In the answer, every entry must appear exactly as given.

━━ Provided data ━━

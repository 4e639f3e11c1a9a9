/// Errors produced by ledger operations.
#[derive(Debug, Clone, PartialEq, thiserror::Error)]
pub enum LedgerError {
    /// Transfer amounts must be finite and strictly positive.
    #[error("amount must be positive, got {amount}")]
    InvalidAmount { amount: f64 },

    #[error("insufficient funds in {account}: balance {balance}, requested {requested}")]
    InsufficientFunds {
        account: String,
        balance: f64,
        requested: f64,
    },

    /// Read path only: the account was never seeded or credited.
    #[error("account not found: {0}")]
    NotFound(String),

    #[error("ledger lock poisoned")]
    LockPoisoned,
}

/// Result alias for ledger operations.
pub type LedgerResult<T> = Result<T, LedgerError>;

━━━

◆ **Answer box**
repository 4e639f3e11c1a9a9
/// Errors produced by ledger operations.
#[derive(Debug, Clone, PartialEq, thiserror::Error)]
pub enum LedgerError {
    /// Transfer amounts must be finite and strictly positive.
    #[error("amount must be positive, got {amount}")]
    InvalidAmount { amount: f64 },

    #[error("insufficient funds in {account}: balance {balance}, requested {requested}")]
    InsufficientFunds {
        account: String,
        balance: f64,
        requested: f64,
    },

    /// Read path only: the account was never seeded or credited.
    #[error("account not found: {0}")]
    NotFound(String),

    #[error("ledger lock poisoned")]
    LockPoisoned,
}

/// Result alias for ledger operations.
pub type LedgerResult<T> = Result<T, LedgerError>;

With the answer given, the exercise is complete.